Но про фауну есть не только тошнотворное, но и чисто мистическое. Лагерный врач Вадим Александровский утверждает, что дважды – на следующую ночь после ареста Берии и в декабре, когда объявили о казни Берии и его подручных, и тоже – на следующую ночь:
«собаки, бегавшие снаружи вокруг зоны на проволоке, подняли ужасающий вой и выли всю ночь […]. Собаки выли страшным хором от зари до зари. Никто даже из старых зеков не мог припомнить ничего подобного»
В. Александровский: Записки лагерного врача. Москва: Возвращение, 1996, с. 70–71. .
Итак, фауна – как и флора для зека или однозначно враждебна (клопы, собаки), или – вожделенный (но так редко попадающийся в руки зека!) объект утоления голода…
Можно привести еще несколько цитат и собственных рассуждений, но они вряд ли добавят что-то к вышесказанному. Остается только повторить: в подавляющем большинстве мемуаров бывших зека природа Каргополья своего отражения не нашла. В каком-то смысле можно сказать, что природа, окружавшая многие годы заключенных, стала «утерянным объектом истории»

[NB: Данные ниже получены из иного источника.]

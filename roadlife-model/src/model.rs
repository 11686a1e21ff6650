//! Host-facing model: parameter maps in, parameter maps and proposals out.
//!
//! Every call rebuilds the segment from the map the host passes back, so the
//! model holds no per-segment state between calls and the same instance can
//! serve many threads.

use crate::candidate::{HostSchedule, refresh_candidate};
use crate::distress::{CurveFitter, LogisticCurveFitter};
use crate::error::{ModelError, SegmentError};
use crate::indices::compute_indices;
use crate::inputs::RawRow;
use crate::lifecycle::{self, ModelContext};
use crate::maintenance;
use crate::params::ParameterMap;
use crate::roughness::{IncrementSampler, InverseDistributionSampler};
use crate::segment::Segment;
use crate::triggers::{self, ProposalList, TreatmentProposal};

/// Road deterioration and treatment trigger model.
pub struct RoadModel<F = LogisticCurveFitter, S = InverseDistributionSampler>
where
    F: CurveFitter,
    S: IncrementSampler,
{
    context: ModelContext,
    fitter: F,
    sampler: S,
}

impl RoadModel {
    /// Model over the embedded lookups and catalogue with the default fitter and sampler.
    ///
    /// # Errors
    ///
    /// Returns an error if the embedded lookups are incomplete.
    pub fn with_defaults() -> Result<Self, ModelError> {
        Ok(Self::new(
            ModelContext::with_defaults()?,
            LogisticCurveFitter,
            InverseDistributionSampler,
        ))
    }
}

impl<F, S> RoadModel<F, S>
where
    F: CurveFitter,
    S: IncrementSampler,
{
    pub const fn new(context: ModelContext, fitter: F, sampler: S) -> Self {
        Self {
            context,
            fitter,
            sampler,
        }
    }

    #[must_use]
    pub const fn context(&self) -> &ModelContext {
        &self.context
    }

    /// Starting parameter map for a segment.
    ///
    /// # Errors
    ///
    /// Returns the failure tagged with the element index.
    pub fn initialise<R>(
        &self,
        element_index: i32,
        row: &R,
        schedule: &HostSchedule,
    ) -> Result<ParameterMap, SegmentError>
    where
        R: RawRow + ?Sized,
    {
        let tag = |e: ModelError| SegmentError::new(element_index, "initialise", e);
        let mut segment =
            lifecycle::initialise(&self.context, element_index, row, &self.fitter).map_err(tag)?;
        self.refresh(&mut segment, 0, schedule).map_err(tag)?;
        segment.parameter_map().map_err(tag)
    }

    /// Advance an untreated segment by one period.
    ///
    /// # Errors
    ///
    /// Returns the failure tagged with the element index.
    pub fn increment(
        &self,
        element_index: i32,
        map: &ParameterMap,
        period: i32,
        schedule: &HostSchedule,
    ) -> Result<ParameterMap, SegmentError> {
        let tag = |e: ModelError| SegmentError::new(element_index, "increment", e);
        let mut segment = self.load(element_index, map, period).map_err(tag)?;
        self.refresh(&mut segment, period, schedule).map_err(tag)?;
        // Increments carry the verdict as evaluated at period 0.
        refresh_candidate(&mut segment, 0, schedule, &self.context.constants().candidate)
            .map_err(tag)?;
        lifecycle::increment(&self.context, &mut segment, period, &self.fitter, &self.sampler)
            .map_err(tag)?;
        self.refresh(&mut segment, period, schedule).map_err(tag)?;
        segment.parameter_map().map_err(tag)
    }

    /// Apply a treatment chosen by the optimiser. `None` only refreshes the indices.
    ///
    /// # Errors
    ///
    /// Returns the failure tagged with the element index.
    pub fn reset(
        &self,
        element_index: i32,
        map: &ParameterMap,
        period: i32,
        treatment: Option<&str>,
        schedule: &HostSchedule,
    ) -> Result<ParameterMap, SegmentError> {
        let tag = |e: ModelError| SegmentError::new(element_index, "reset", e);
        let mut segment = self.load(element_index, map, period).map_err(tag)?;
        self.refresh(&mut segment, period, schedule).map_err(tag)?;
        lifecycle::reset(&self.context, &mut segment, period, treatment, &self.sampler)
            .map_err(tag)?;
        self.refresh(&mut segment, period, schedule).map_err(tag)?;
        segment.parameter_map().map_err(tag)
    }

    /// Treatments to offer the optimiser, judged on the stored candidate verdict.
    ///
    /// # Errors
    ///
    /// Returns the failure tagged with the element index.
    pub fn treatment_candidates(
        &self,
        element_index: i32,
        map: &ParameterMap,
        period: i32,
        schedule: &HostSchedule,
    ) -> Result<ProposalList, SegmentError> {
        let tag = |e: ModelError| SegmentError::new(element_index, "treatment candidates", e);
        let segment = self.load(element_index, map, period).map_err(tag)?;
        triggers::treatment_proposals(&self.context, &segment, period, schedule).map_err(tag)
    }

    /// Routine maintenance triggered after treatment selection.
    ///
    /// # Errors
    ///
    /// Returns the failure tagged with the element index.
    pub fn routine_maintenance(
        &self,
        element_index: i32,
        map: &ParameterMap,
        period: i32,
        schedule: &HostSchedule,
    ) -> Result<Option<TreatmentProposal>, SegmentError> {
        let tag = |e: ModelError| SegmentError::new(element_index, "routine maintenance", e);
        let mut segment = self.load(element_index, map, period).map_err(tag)?;
        self.refresh(&mut segment, period, schedule).map_err(tag)?;
        Ok(maintenance::routine_maintenance(&segment, period))
    }

    /// Rebuild the segment for `period`. Every segment may be rehabilitated
    /// once the rehab restriction period has passed.
    ///
    /// # Errors
    ///
    /// Returns an error when the map is incomplete or malformed.
    pub fn load(
        &self,
        element_index: i32,
        map: &ParameterMap,
        period: i32,
    ) -> Result<Segment, ModelError> {
        let mut segment = Segment::from_parameter_map(element_index, map, self.context.lookups())?;
        if period > self.context.constants().rehab_open_after_period {
            segment.can_rehab = true;
        }
        Ok(segment)
    }

    fn refresh(
        &self,
        segment: &mut Segment,
        period: i32,
        schedule: &HostSchedule,
    ) -> Result<(), ModelError> {
        segment.indices = compute_indices(segment, self.context.lookups(), self.context.constants())?;
        refresh_candidate(segment, period, schedule, &self.context.constants().candidate)?;
        Ok(())
    }
}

Сегодня на месте Каргопольлага, на месте сосновых и еловых лесов – сотни километров болот (экологические последствия ГУЛАГовского производства!), вместо железных дорог – непроходимые топи, на месте лагеря (станция Ерцево)… – лагерь! Но, конечно, Каргопольлага, в том виде, в котором его застали зеки 1930-х–1950-х, годов больше нет. Сегодня в лагере трудится несколько тысяч заключенных, осужденных по уголовным статьям…
«Сегодня на месте Каргопольлага, на месте сосновых и еловых лесов – сотни километров болот (экологические последствия ГУЛАГовского производства!), вместо железных дорог – непроходимые топи, на месте лагеря (станция Ерцево)… – лагерь!» Исправительная колония строгого режима ИК-28 , Ерцево, Архангельская обл.: фотографии быта заключенных и «сувенирная продукция»
|
И еще вот такая зарисовка путешественников по еще недавно действовавшей лагерной железной дороге:
«Самое трудное в таких поездках – убедить машинистов в том, что мы просто путешествуем, а не шпионы, как обычно им кажется, к тому же с картой. Как водится, рыбаки в кабине употребляют самогон, и… угощают им машинистов. Вскоре те начинают гоняться за глухарями и прочей живностью, пытаясь сбивать дичь тепловозом»
Е. Стерлин: Поездка на железную дорогу Ерцово–Совза. В кн.: С. Болашенко: Живые рельсы. Железнодорожный, 2005, с. 87. .
Пришло время продолжить прерванную в самом начале цитату из воспоминаний Марголина:
«Город в лучах заходящего солнца сиял и горел, как видение летописного прошлого. Я не мог отвести глаз от панорамы города. Пока я глазел, совершилось неизбежное, и у меня украли мой чемодан…»
Ю. Марголин: Путешествие в страну зэ-ка…, с. 177.
Все вышеизложенное всего лишь иллюстрирует тезис о неизбежности и скоротечности превращения locus amoenus [«восхитительное место»] в locus nullus [«никакое место»]! Не более того.